Bibliography –
Hemphill, Stephanie. 2007. Your Own Sylvia: A Verse Portrait of Sylvia Plath. New York: Alfred A. Knopf. ISBN – 9780440239680.
Critical Review –
Hemphill captivates the reader with her verse portrait of Sylvia Plath. “The book, although based on real events and real people, is first and foremost a work of fiction” (p. 247). While it is fiction, it is well researched with source notes and a bibliography. Hemphill through her verse poems intimately reveals Sylvia Plath to the reader. Hemphill draws from the poems, letters, journals of Sylvia Plath as well as writings and interviews from those who knew Miss Plath to create a work that is very personal and inviting. For those who might think that Sylvia Plath was an eccentric poetry living outside the real world, Hemphill exposes the real person who had everyday struggles. At the bottom of each poem is a reference note adding biographical details, background information, or poetry notes to help the reader make the full connection.
Hemphill engages the reader through the use of various points of view. Very few of the poems are from Sylvia’s point of view; whereas, most of the poems are from the point of view of those who knew her best, such as, parents, friends, brother, husband, lovers, etc. This technique helps the reader to become intimately involved in Sylvia’s life. Hemphill starts off with poems from Sylvia’s mother and father’s point of view. Then, she moves chronologically through the life of Sylvia from childhood to adolescence to adulthood to death using powerful imagery, poignant figurative language, and foreboding foreshadowing. In several of the poems, Hemphill mimics the style of poems written by Miss Plath. Her careful attention to details emanating from factual events and her emotional appeal with powerful language help the reader to make a lasting personal connection to Sylvia Plath.

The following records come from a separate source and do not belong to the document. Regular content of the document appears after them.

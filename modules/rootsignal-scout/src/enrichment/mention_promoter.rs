//! Mention promotion — create SourceNodes from @mentions and social links
//! discovered during scraping.

use std::collections::HashSet;

use anyhow::Result;
use tracing::{info, warn};

use rootsignal_common::{DiscoveryMethod, SocialPlatform, SourceNode, SourceRole};
use rootsignal_graph::GraphWriter;

pub struct PromotionConfig {
    pub max_per_source: usize,
    pub max_per_run: usize,
}

impl Default for PromotionConfig {
    fn default() -> Self {
        Self {
            max_per_source: 10,
            max_per_run: 30,
        }
    }
}

/// Promote mentioned accounts to SourceNodes in the graph.
///
/// Takes a pre-collected list of `(platform, handle, mentioned_by_source)` tuples,
/// deduplicates by `(platform, handle)`, applies the per-run cap, and upserts
/// each unique mention as a new source with MERGE semantics (idempotent).
///
/// Returns the count of newly created sources.
pub async fn promote_mentioned_accounts(
    mentioned: &[(SocialPlatform, String, String)],
    writer: &GraphWriter,
    config: &PromotionConfig,
) -> Result<u32> {
    if mentioned.is_empty() {
        return Ok(0);
    }

    // Deduplicate by (platform, handle)
    let mut seen = HashSet::new();
    let unique: Vec<&(SocialPlatform, String, String)> = mentioned
        .iter()
        .filter(|(platform, handle, _)| seen.insert((*platform, handle.clone())))
        .take(config.max_per_run)
        .collect();

    let mut created = 0u32;
    for (platform, handle, mentioned_by) in unique {
        let canonical_key = format!("{}:{}", platform_prefix(platform), handle);
        let url = platform_url(platform, handle);

        let source = SourceNode::new(
            canonical_key.clone(),
            handle.clone(),
            Some(url),
            DiscoveryMethod::SocialGraphFollow,
            0.2,
            SourceRole::Mixed,
            Some(format!("Mentioned by {mentioned_by}")),
        );

        match writer.upsert_source(&source).await {
            Ok(_) => {
                created += 1;
                info!(canonical_key, mentioned_by, "Promoted mentioned account");
            }
            Err(e) => warn!(canonical_key, error = %e, "Failed to promote mentioned account"),
        }
    }

    if created > 0 {
        info!(created, total_mentions = mentioned.len(), "Mention promotion complete");
    }

    Ok(created)
}

/// Extract social handles from a list of page links.
///
/// Matches known platform URL patterns and returns `(platform, handle)` pairs.
pub fn extract_social_handles_from_links(links: &[String]) -> Vec<(SocialPlatform, String)> {
    let mut results = Vec::new();
    for link in links {
        if let Some(pair) = parse_social_link(link) {
            results.push(pair);
        }
    }
    results
}

fn parse_social_link(url: &str) -> Option<(SocialPlatform, String)> {
    let url_lower = url.to_lowercase();

    // Instagram
    if url_lower.contains("instagram.com/") {
        return extract_handle_from_path(url, "instagram.com/")
            .map(|h| (SocialPlatform::Instagram, h));
    }

    // Twitter / X
    if url_lower.contains("twitter.com/") {
        return extract_handle_from_path(url, "twitter.com/")
            .map(|h| (SocialPlatform::Twitter, h));
    }
    if url_lower.contains("x.com/") {
        return extract_handle_from_path(url, "x.com/")
            .map(|h| (SocialPlatform::Twitter, h));
    }

    // TikTok
    if url_lower.contains("tiktok.com/@") {
        return extract_handle_from_path(url, "tiktok.com/@")
            .map(|h| (SocialPlatform::TikTok, h));
    }

    // Facebook
    if url_lower.contains("facebook.com/") {
        return extract_handle_from_path(url, "facebook.com/")
            .map(|h| (SocialPlatform::Facebook, h));
    }

    // YouTube
    // Skip YouTube — not a scrapable social platform in our pipeline

    // Bluesky
    if url_lower.contains("bsky.app/profile/") {
        return extract_handle_from_path(url, "bsky.app/profile/")
            .map(|h| (SocialPlatform::Bluesky, h));
    }

    None
}

/// Extract a handle from the path segment after the given prefix.
/// Filters out non-profile paths (e.g. /p/, /explore/, /about/).
fn extract_handle_from_path(url: &str, after: &str) -> Option<String> {
    let url_lower = url.to_lowercase();
    let idx = url_lower.find(&after.to_lowercase())? + after.len();
    let rest = &url[idx..];

    // Take the first path segment
    let handle = rest
        .split(['/', '?', '#'])
        .next()
        .unwrap_or("")
        .trim_start_matches('@')
        .to_string();

    if handle.is_empty() {
        return None;
    }

    // Filter out known non-profile paths
    let non_profile = [
        "p", "explore", "about", "help", "settings", "accounts",
        "stories", "reels", "reel", "tv", "hashtag", "search",
        "intent", "i", "share", "login", "signup",
    ];
    if non_profile.contains(&handle.to_lowercase().as_str()) {
        return None;
    }

    Some(handle)
}

fn platform_prefix(platform: &SocialPlatform) -> &'static str {
    match platform {
        SocialPlatform::Instagram => "instagram",
        SocialPlatform::Facebook => "facebook",
        SocialPlatform::Twitter => "twitter",
        SocialPlatform::TikTok => "tiktok",
        SocialPlatform::Reddit => "reddit",
        SocialPlatform::Bluesky => "bluesky",
    }
}

fn platform_url(platform: &SocialPlatform, handle: &str) -> String {
    match platform {
        SocialPlatform::Instagram => format!("https://instagram.com/{handle}"),
        SocialPlatform::Facebook => format!("https://facebook.com/{handle}"),
        SocialPlatform::Twitter => format!("https://x.com/{handle}"),
        SocialPlatform::TikTok => format!("https://tiktok.com/@{handle}"),
        SocialPlatform::Reddit => format!("https://reddit.com/r/{handle}"),
        SocialPlatform::Bluesky => format!("https://bsky.app/profile/{handle}"),
    }
}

Hemphill masterfully portrays the two sides of Sylvia Plath. On the hand, she is an intellectual success and gifted poet; while on the other hand, she is an extremely troubled young lady. This shows up very early in and continues throughout her life. Hemphill has Ted Hughes, Sylvia’s husband, sum this dueling characteristic in the poem, “What She Left Behind,” (p. 238) when he says, “Her poetry cuts me to the spine,/beautiful and brutal.” In so many ways, Sylvia was beautiful but at the same time emotional brutal. After reading this brilliant work, Sylvia Plath will become the reader’s “Own Sylvia.” Below is a poem from this masterful work.
August 1953
Imagining Sylvia Plath
In the style of “The Fearful”
Her summer is a winter--Frostbite, gangrene that devours her inside out.
Her wintering is a glass bell--
Frozen crystal tongue without tingle, without chime.
Her glass bell suffocates fireflies, honeybees
Jars them in heat, turns off their little minds.
Her fireflies must be shocked, relit.
Depression oozes from her fingers, softens her brain.
Her brain quiets under the cupboard.
She presses herself inside a wooden cellar box.
The cupboard is a faulty coffin--too many
Breathing holes won't let her be snuffed out.
She broke her mother's locked box
Of pills and swallowed them all.
Broke her mother's heart, but her stomach
Saves her, betrays her, won't keep death down.
More dead than alive, they found her
Blue-tipped but breathing, three days later.
Kid Connection –
To introduce this poem, have the students brainstorm a list of words and images that they associate with depression. Next, have student volunteers read the poem by having a different student read each stanza. Then, have the students share which words and/or images they found the most striking and why. As a follow-up, read the poem, “The Fearful” by Sylvia Plath. Call to their attention that Stephanie Hemphill notes that she is using the style of Miss Plath’s poem. Ask them what stylistic elements are common in both poems.